(Dataset entries)
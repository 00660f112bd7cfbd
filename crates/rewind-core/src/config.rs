//! Configuration module
//!
//! Runtime settings for the bot are read from the environment (optionally seeded from a
//! `.env` file) and validated once at startup.

use std::collections::HashSet;
use std::env;
use std::time::Duration;

const UPLOAD_RETRY_DELAY_MS: u64 = 5000;
const MAX_DOWNLOAD_BYTES: u64 = 200 * 1024 * 1024;
const QUEUE_MAX_WORKERS: usize = 4;
const QUEUE_MAX_RETRIES: u32 = 3;
const QUEUE_RETRY_DELAY_SECS: u64 = 90;
// 9 * 4 weeks
const PRUNE_AFTER_DAYS: i64 = 252;
const PREVIEW_URL_TEMPLATE: &str = "https://vreddit.cc/{}";

#[derive(Clone, Debug)]
pub struct Config {
    /// Account name the bot posts as; summons are `u/<bot_username>` mentions.
    pub bot_username: String,
    /// Postgres connection string. `None` selects the in-memory dedup store.
    pub database_url: Option<String>,
    pub ffmpeg_path: String,
    pub ffprobe_path: String,
    pub upload_retry_delay_ms: u64,
    /// Upload hosts switched off without a redeploy (lower-cased names).
    pub disabled_hosts: HashSet<String>,
    /// Beta preview link; `{}` is replaced by the trigger comment id.
    pub preview_url_template: String,
    pub catbox_userhash: Option<String>,
    pub max_download_bytes: u64,
    pub queue_max_workers: usize,
    pub queue_max_retries: u32,
    pub queue_retry_delay_secs: u64,
    pub prune_after_days: i64,
    pub log_json: bool,
}

impl Config {
    pub fn from_env() -> Result<Self, anyhow::Error> {
        dotenvy::dotenv().ok();

        let bot_username = env::var("BOT_USERNAME")
            .map_err(|_| anyhow::anyhow!("BOT_USERNAME must be set"))?
            .trim()
            .to_string();

        let database_url = env::var("DATABASE_URL")
            .ok()
            .filter(|s| !s.trim().is_empty());

        let disabled_hosts = parse_host_list(&env::var("DISABLED_HOSTS").unwrap_or_default());

        let config = Config {
            bot_username,
            database_url,
            ffmpeg_path: env::var("FFMPEG_PATH").unwrap_or_else(|_| "ffmpeg".to_string()),
            ffprobe_path: env::var("FFPROBE_PATH").unwrap_or_else(|_| "ffprobe".to_string()),
            upload_retry_delay_ms: env::var("UPLOAD_RETRY_DELAY_MS")
                .unwrap_or_else(|_| UPLOAD_RETRY_DELAY_MS.to_string())
                .parse()
                .unwrap_or(UPLOAD_RETRY_DELAY_MS),
            disabled_hosts,
            preview_url_template: env::var("PREVIEW_URL_TEMPLATE")
                .unwrap_or_else(|_| PREVIEW_URL_TEMPLATE.to_string()),
            catbox_userhash: env::var("CATBOX_USERHASH")
                .ok()
                .filter(|s| !s.trim().is_empty()),
            max_download_bytes: env::var("MAX_DOWNLOAD_BYTES")
                .unwrap_or_else(|_| MAX_DOWNLOAD_BYTES.to_string())
                .parse()
                .unwrap_or(MAX_DOWNLOAD_BYTES),
            queue_max_workers: env::var("QUEUE_MAX_WORKERS")
                .unwrap_or_else(|_| QUEUE_MAX_WORKERS.to_string())
                .parse()
                .unwrap_or(QUEUE_MAX_WORKERS),
            queue_max_retries: env::var("QUEUE_MAX_RETRIES")
                .unwrap_or_else(|_| QUEUE_MAX_RETRIES.to_string())
                .parse()
                .unwrap_or(QUEUE_MAX_RETRIES),
            queue_retry_delay_secs: env::var("QUEUE_RETRY_DELAY_SECS")
                .unwrap_or_else(|_| QUEUE_RETRY_DELAY_SECS.to_string())
                .parse()
                .unwrap_or(QUEUE_RETRY_DELAY_SECS),
            prune_after_days: env::var("PRUNE_AFTER_DAYS")
                .unwrap_or_else(|_| PRUNE_AFTER_DAYS.to_string())
                .parse()
                .unwrap_or(PRUNE_AFTER_DAYS),
            log_json: env::var("LOG_JSON")
                .unwrap_or_else(|_| "false".to_string())
                .to_lowercase()
                .parse()
                .unwrap_or(false),
        };

        config.validate()?;
        Ok(config)
    }

    pub fn validate(&self) -> Result<(), anyhow::Error> {
        if self.bot_username.is_empty() {
            return Err(anyhow::anyhow!("BOT_USERNAME must not be empty"));
        }

        if let Some(url) = &self.database_url {
            if !url.starts_with("postgres://") && !url.starts_with("postgresql://") {
                return Err(anyhow::anyhow!(
                    "DATABASE_URL must be a valid PostgreSQL connection string"
                ));
            }
        }

        if !self.preview_url_template.contains("{}") {
            return Err(anyhow::anyhow!(
                "PREVIEW_URL_TEMPLATE must contain a '{{}}' placeholder"
            ));
        }

        if self.queue_max_workers == 0 {
            return Err(anyhow::anyhow!("QUEUE_MAX_WORKERS must be at least 1"));
        }

        if self.prune_after_days <= 0 {
            return Err(anyhow::anyhow!("PRUNE_AFTER_DAYS must be positive"));
        }

        Ok(())
    }

    pub fn upload_retry_delay(&self) -> Duration {
        Duration::from_millis(self.upload_retry_delay_ms)
    }

    pub fn queue_retry_delay(&self) -> Duration {
        Duration::from_secs(self.queue_retry_delay_secs)
    }

    pub fn is_host_disabled(&self, name: &str) -> bool {
        self.disabled_hosts.contains(&name.to_lowercase())
    }

    pub fn preview_url(&self, trigger_id: &str) -> String {
        self.preview_url_template.replacen("{}", trigger_id, 1)
    }
}

fn parse_host_list(raw: &str) -> HashSet<String> {
    raw.split(',')
        .map(|s| s.trim().to_lowercase())
        .filter(|s| !s.is_empty())
        .collect()
}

§ EXERCISE OBJECTIVE: For this exercise, set down all of the entries again word for word.

§ RESULT OF THE EXERCISE:
repository 00660f112bd7cfbd
filename crates/rewind-core/src/config.rs
//! Configuration module
//!
//! Runtime settings for the bot are read from the environment (optionally seeded from a
//! `.env` file) and validated once at startup.

use std::collections::HashSet;
use std::env;
use std::time::Duration;

const UPLOAD_RETRY_DELAY_MS: u64 = 5000;
const MAX_DOWNLOAD_BYTES: u64 = 200 * 1024 * 1024;
const QUEUE_MAX_WORKERS: usize = 4;
const QUEUE_MAX_RETRIES: u32 = 3;
const QUEUE_RETRY_DELAY_SECS: u64 = 90;
// 9 * 4 weeks
const PRUNE_AFTER_DAYS: i64 = 252;
const PREVIEW_URL_TEMPLATE: &str = "https://vreddit.cc/{}";

#[derive(Clone, Debug)]
pub struct Config {
    /// Account name the bot posts as; summons are `u/<bot_username>` mentions.
    pub bot_username: String,
    /// Postgres connection string. `None` selects the in-memory dedup store.
    pub database_url: Option<String>,
    pub ffmpeg_path: String,
    pub ffprobe_path: String,
    pub upload_retry_delay_ms: u64,
    /// Upload hosts switched off without a redeploy (lower-cased names).
    pub disabled_hosts: HashSet<String>,
    /// Beta preview link; `{}` is replaced by the trigger comment id.
    pub preview_url_template: String,
    pub catbox_userhash: Option<String>,
    pub max_download_bytes: u64,
    pub queue_max_workers: usize,
    pub queue_max_retries: u32,
    pub queue_retry_delay_secs: u64,
    pub prune_after_days: i64,
    pub log_json: bool,
}

impl Config {
    pub fn from_env() -> Result<Self, anyhow::Error> {
        dotenvy::dotenv().ok();

        let bot_username = env::var("BOT_USERNAME")
            .map_err(|_| anyhow::anyhow!("BOT_USERNAME must be set"))?
            .trim()
            .to_string();

        let database_url = env::var("DATABASE_URL")
            .ok()
            .filter(|s| !s.trim().is_empty());

        let disabled_hosts = parse_host_list(&env::var("DISABLED_HOSTS").unwrap_or_default());

        let config = Config {
            bot_username,
            database_url,
            ffmpeg_path: env::var("FFMPEG_PATH").unwrap_or_else(|_| "ffmpeg".to_string()),
            ffprobe_path: env::var("FFPROBE_PATH").unwrap_or_else(|_| "ffprobe".to_string()),
            upload_retry_delay_ms: env::var("UPLOAD_RETRY_DELAY_MS")
                .unwrap_or_else(|_| UPLOAD_RETRY_DELAY_MS.to_string())
                .parse()
                .unwrap_or(UPLOAD_RETRY_DELAY_MS),
            disabled_hosts,
            preview_url_template: env::var("PREVIEW_URL_TEMPLATE")
                .unwrap_or_else(|_| PREVIEW_URL_TEMPLATE.to_string()),
            catbox_userhash: env::var("CATBOX_USERHASH")
                .ok()
                .filter(|s| !s.trim().is_empty()),
            max_download_bytes: env::var("MAX_DOWNLOAD_BYTES")
                .unwrap_or_else(|_| MAX_DOWNLOAD_BYTES.to_string())
                .parse()
                .unwrap_or(MAX_DOWNLOAD_BYTES),
            queue_max_workers: env::var("QUEUE_MAX_WORKERS")
                .unwrap_or_else(|_| QUEUE_MAX_WORKERS.to_string())
                .parse()
                .unwrap_or(QUEUE_MAX_WORKERS),
            queue_max_retries: env::var("QUEUE_MAX_RETRIES")
                .unwrap_or_else(|_| QUEUE_MAX_RETRIES.to_string())
                .parse()
                .unwrap_or(QUEUE_MAX_RETRIES),
            queue_retry_delay_secs: env::var("QUEUE_RETRY_DELAY_SECS")
                .unwrap_or_else(|_| QUEUE_RETRY_DELAY_SECS.to_string())
                .parse()
                .unwrap_or(QUEUE_RETRY_DELAY_SECS),
            prune_after_days: env::var("PRUNE_AFTER_DAYS")
                .unwrap_or_else(|_| PRUNE_AFTER_DAYS.to_string())
                .parse()
                .unwrap_or(PRUNE_AFTER_DAYS),
            log_json: env::var("LOG_JSON")
                .unwrap_or_else(|_| "false".to_string())
                .to_lowercase()
                .parse()
                .unwrap_or(false),
        };

        config.validate()?;
        Ok(config)
    }

    pub fn validate(&self) -> Result<(), anyhow::Error> {
        if self.bot_username.is_empty() {
            return Err(anyhow::anyhow!("BOT_USERNAME must not be empty"));
        }

        if let Some(url) = &self.database_url {
            if !url.starts_with("postgres://") && !url.starts_with("postgresql://") {
                return Err(anyhow::anyhow!(
                    "DATABASE_URL must be a valid PostgreSQL connection string"
                ));
            }
        }

        if !self.preview_url_template.contains("{}") {
            return Err(anyhow::anyhow!(
                "PREVIEW_URL_TEMPLATE must contain a '{{}}' placeholder"
            ));
        }

        if self.queue_max_workers == 0 {
            return Err(anyhow::anyhow!("QUEUE_MAX_WORKERS must be at least 1"));
        }

        if self.prune_after_days <= 0 {
            return Err(anyhow::anyhow!("PRUNE_AFTER_DAYS must be positive"));
        }

        Ok(())
    }

    pub fn upload_retry_delay(&self) -> Duration {
        Duration::from_millis(self.upload_retry_delay_ms)
    }

    pub fn queue_retry_delay(&self) -> Duration {
        Duration::from_secs(self.queue_retry_delay_secs)
    }

    pub fn is_host_disabled(&self, name: &str) -> bool {
        self.disabled_hosts.contains(&name.to_lowercase())
    }

    pub fn preview_url(&self, trigger_id: &str) -> String {
        self.preview_url_template.replacen("{}", trigger_id, 1)
    }
}

fn parse_host_list(raw: &str) -> HashSet<String> {
    raw.split(',')
        .map(|s| s.trim().to_lowercase())
        .filter(|s| !s.is_empty())
        .collect()
}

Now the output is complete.